» Exercise:
Reproduce all of the data that follows, character for character.

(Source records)
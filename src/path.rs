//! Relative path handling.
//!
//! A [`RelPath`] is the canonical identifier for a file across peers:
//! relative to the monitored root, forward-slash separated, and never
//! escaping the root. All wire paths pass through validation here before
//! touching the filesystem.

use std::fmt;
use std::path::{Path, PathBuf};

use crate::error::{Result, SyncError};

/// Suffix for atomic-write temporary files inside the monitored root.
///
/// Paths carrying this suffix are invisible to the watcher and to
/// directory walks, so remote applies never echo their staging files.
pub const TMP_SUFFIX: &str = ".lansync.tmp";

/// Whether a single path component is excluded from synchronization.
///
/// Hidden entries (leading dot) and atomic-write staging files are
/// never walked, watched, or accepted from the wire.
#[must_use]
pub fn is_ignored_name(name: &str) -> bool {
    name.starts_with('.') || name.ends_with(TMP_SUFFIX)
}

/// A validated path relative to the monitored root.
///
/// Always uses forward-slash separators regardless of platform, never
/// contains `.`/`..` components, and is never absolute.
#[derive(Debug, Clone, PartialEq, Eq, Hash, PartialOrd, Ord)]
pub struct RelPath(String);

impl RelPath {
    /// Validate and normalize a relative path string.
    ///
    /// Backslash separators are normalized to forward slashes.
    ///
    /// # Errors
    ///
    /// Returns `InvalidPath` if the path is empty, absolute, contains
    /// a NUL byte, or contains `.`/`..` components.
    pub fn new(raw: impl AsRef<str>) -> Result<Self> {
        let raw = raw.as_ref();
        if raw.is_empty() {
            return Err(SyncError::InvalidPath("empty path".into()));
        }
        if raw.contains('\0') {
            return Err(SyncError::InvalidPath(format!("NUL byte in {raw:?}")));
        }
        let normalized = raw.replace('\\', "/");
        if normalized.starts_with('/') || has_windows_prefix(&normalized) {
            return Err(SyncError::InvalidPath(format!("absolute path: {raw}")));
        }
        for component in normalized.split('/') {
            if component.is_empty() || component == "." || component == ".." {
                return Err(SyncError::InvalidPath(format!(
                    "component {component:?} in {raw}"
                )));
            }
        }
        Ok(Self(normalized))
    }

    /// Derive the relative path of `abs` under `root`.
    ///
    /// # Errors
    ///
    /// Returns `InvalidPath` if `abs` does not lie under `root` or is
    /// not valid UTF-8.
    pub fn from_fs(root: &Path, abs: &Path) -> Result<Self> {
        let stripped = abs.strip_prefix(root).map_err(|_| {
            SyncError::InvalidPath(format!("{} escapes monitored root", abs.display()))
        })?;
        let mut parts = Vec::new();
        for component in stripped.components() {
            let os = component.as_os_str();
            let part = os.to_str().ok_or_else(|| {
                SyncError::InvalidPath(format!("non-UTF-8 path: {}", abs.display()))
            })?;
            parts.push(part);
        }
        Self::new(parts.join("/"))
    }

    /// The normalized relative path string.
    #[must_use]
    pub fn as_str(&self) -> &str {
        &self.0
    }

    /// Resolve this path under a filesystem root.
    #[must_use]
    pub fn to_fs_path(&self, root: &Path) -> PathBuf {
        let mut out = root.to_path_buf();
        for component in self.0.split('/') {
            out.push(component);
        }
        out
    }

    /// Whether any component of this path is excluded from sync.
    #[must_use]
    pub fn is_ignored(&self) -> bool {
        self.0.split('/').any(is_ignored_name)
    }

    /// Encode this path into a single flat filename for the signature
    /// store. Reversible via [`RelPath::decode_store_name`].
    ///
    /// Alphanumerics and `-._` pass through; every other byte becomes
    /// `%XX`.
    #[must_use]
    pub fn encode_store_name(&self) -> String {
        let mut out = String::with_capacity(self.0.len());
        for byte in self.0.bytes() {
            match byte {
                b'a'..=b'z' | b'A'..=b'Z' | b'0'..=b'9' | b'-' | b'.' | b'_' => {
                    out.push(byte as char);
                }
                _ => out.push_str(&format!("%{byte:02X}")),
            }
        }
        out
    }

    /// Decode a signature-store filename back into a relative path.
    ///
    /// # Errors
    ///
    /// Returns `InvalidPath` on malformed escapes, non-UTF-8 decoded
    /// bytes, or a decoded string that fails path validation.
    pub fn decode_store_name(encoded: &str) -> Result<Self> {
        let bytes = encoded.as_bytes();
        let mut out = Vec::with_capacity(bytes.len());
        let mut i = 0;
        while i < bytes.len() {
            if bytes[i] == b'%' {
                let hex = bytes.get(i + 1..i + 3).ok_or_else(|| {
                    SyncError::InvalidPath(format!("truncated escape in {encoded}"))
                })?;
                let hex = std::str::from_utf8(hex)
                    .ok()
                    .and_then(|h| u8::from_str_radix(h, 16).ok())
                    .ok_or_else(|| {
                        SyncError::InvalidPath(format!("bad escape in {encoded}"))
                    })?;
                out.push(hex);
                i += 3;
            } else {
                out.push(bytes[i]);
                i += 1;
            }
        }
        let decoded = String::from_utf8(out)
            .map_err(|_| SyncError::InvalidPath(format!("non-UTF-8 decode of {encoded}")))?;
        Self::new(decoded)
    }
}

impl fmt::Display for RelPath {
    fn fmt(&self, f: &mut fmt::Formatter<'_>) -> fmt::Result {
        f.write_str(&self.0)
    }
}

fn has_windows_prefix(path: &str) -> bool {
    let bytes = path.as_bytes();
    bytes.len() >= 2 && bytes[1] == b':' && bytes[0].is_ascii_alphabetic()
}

» Result of this exercise:
filename src/path.rs
//! Relative path handling.
//!
//! A [`RelPath`] is the canonical identifier for a file across peers:
//! relative to the monitored root, forward-slash separated, and never
//! escaping the root. All wire paths pass through validation here before
//! touching the filesystem.

use std::fmt;
use std::path::{Path, PathBuf};

use crate::error::{Result, SyncError};

/// Suffix for atomic-write temporary files inside the monitored root.
///
/// Paths carrying this suffix are invisible to the watcher and to
/// directory walks, so remote applies never echo their staging files.
pub const TMP_SUFFIX: &str = ".lansync.tmp";

/// Whether a single path component is excluded from synchronization.
///
/// Hidden entries (leading dot) and atomic-write staging files are
/// never walked, watched, or accepted from the wire.
#[must_use]
pub fn is_ignored_name(name: &str) -> bool {
    name.starts_with('.') || name.ends_with(TMP_SUFFIX)
}

/// A validated path relative to the monitored root.
///
/// Always uses forward-slash separators regardless of platform, never
/// contains `.`/`..` components, and is never absolute.
#[derive(Debug, Clone, PartialEq, Eq, Hash, PartialOrd, Ord)]
pub struct RelPath(String);

impl RelPath {
    /// Validate and normalize a relative path string.
    ///
    /// Backslash separators are normalized to forward slashes.
    ///
    /// # Errors
    ///
    /// Returns `InvalidPath` if the path is empty, absolute, contains
    /// a NUL byte, or contains `.`/`..` components.
    pub fn new(raw: impl AsRef<str>) -> Result<Self> {
        let raw = raw.as_ref();
        if raw.is_empty() {
            return Err(SyncError::InvalidPath("empty path".into()));
        }
        if raw.contains('\0') {
            return Err(SyncError::InvalidPath(format!("NUL byte in {raw:?}")));
        }
        let normalized = raw.replace('\\', "/");
        if normalized.starts_with('/') || has_windows_prefix(&normalized) {
            return Err(SyncError::InvalidPath(format!("absolute path: {raw}")));
        }
        for component in normalized.split('/') {
            if component.is_empty() || component == "." || component == ".." {
                return Err(SyncError::InvalidPath(format!(
                    "component {component:?} in {raw}"
                )));
            }
        }
        Ok(Self(normalized))
    }

    /// Derive the relative path of `abs` under `root`.
    ///
    /// # Errors
    ///
    /// Returns `InvalidPath` if `abs` does not lie under `root` or is
    /// not valid UTF-8.
    pub fn from_fs(root: &Path, abs: &Path) -> Result<Self> {
        let stripped = abs.strip_prefix(root).map_err(|_| {
            SyncError::InvalidPath(format!("{} escapes monitored root", abs.display()))
        })?;
        let mut parts = Vec::new();
        for component in stripped.components() {
            let os = component.as_os_str();
            let part = os.to_str().ok_or_else(|| {
                SyncError::InvalidPath(format!("non-UTF-8 path: {}", abs.display()))
            })?;
            parts.push(part);
        }
        Self::new(parts.join("/"))
    }

    /// The normalized relative path string.
    #[must_use]
    pub fn as_str(&self) -> &str {
        &self.0
    }

    /// Resolve this path under a filesystem root.
    #[must_use]
    pub fn to_fs_path(&self, root: &Path) -> PathBuf {
        let mut out = root.to_path_buf();
        for component in self.0.split('/') {
            out.push(component);
        }
        out
    }

    /// Whether any component of this path is excluded from sync.
    #[must_use]
    pub fn is_ignored(&self) -> bool {
        self.0.split('/').any(is_ignored_name)
    }

    /// Encode this path into a single flat filename for the signature
    /// store. Reversible via [`RelPath::decode_store_name`].
    ///
    /// Alphanumerics and `-._` pass through; every other byte becomes
    /// `%XX`.
    #[must_use]
    pub fn encode_store_name(&self) -> String {
        let mut out = String::with_capacity(self.0.len());
        for byte in self.0.bytes() {
            match byte {
                b'a'..=b'z' | b'A'..=b'Z' | b'0'..=b'9' | b'-' | b'.' | b'_' => {
                    out.push(byte as char);
                }
                _ => out.push_str(&format!("%{byte:02X}")),
            }
        }
        out
    }

    /// Decode a signature-store filename back into a relative path.
    ///
    /// # Errors
    ///
    /// Returns `InvalidPath` on malformed escapes, non-UTF-8 decoded
    /// bytes, or a decoded string that fails path validation.
    pub fn decode_store_name(encoded: &str) -> Result<Self> {
        let bytes = encoded.as_bytes();
        let mut out = Vec::with_capacity(bytes.len());
        let mut i = 0;
        while i < bytes.len() {
            if bytes[i] == b'%' {
                let hex = bytes.get(i + 1..i + 3).ok_or_else(|| {
                    SyncError::InvalidPath(format!("truncated escape in {encoded}"))
                })?;
                let hex = std::str::from_utf8(hex)
                    .ok()
                    .and_then(|h| u8::from_str_radix(h, 16).ok())
                    .ok_or_else(|| {
                        SyncError::InvalidPath(format!("bad escape in {encoded}"))
                    })?;
                out.push(hex);
                i += 3;
            } else {
                out.push(bytes[i]);
                i += 1;
            }
        }
        let decoded = String::from_utf8(out)
            .map_err(|_| SyncError::InvalidPath(format!("non-UTF-8 decode of {encoded}")))?;
        Self::new(decoded)
    }
}

impl fmt::Display for RelPath {
    fn fmt(&self, f: &mut fmt::Formatter<'_>) -> fmt::Result {
        f.write_str(&self.0)
    }
}

fn has_windows_prefix(path: &str) -> bool {
    let bytes = path.as_bytes();
    bytes.len() >= 2 && bytes[1] == b':' && bytes[0].is_ascii_alphabetic()
}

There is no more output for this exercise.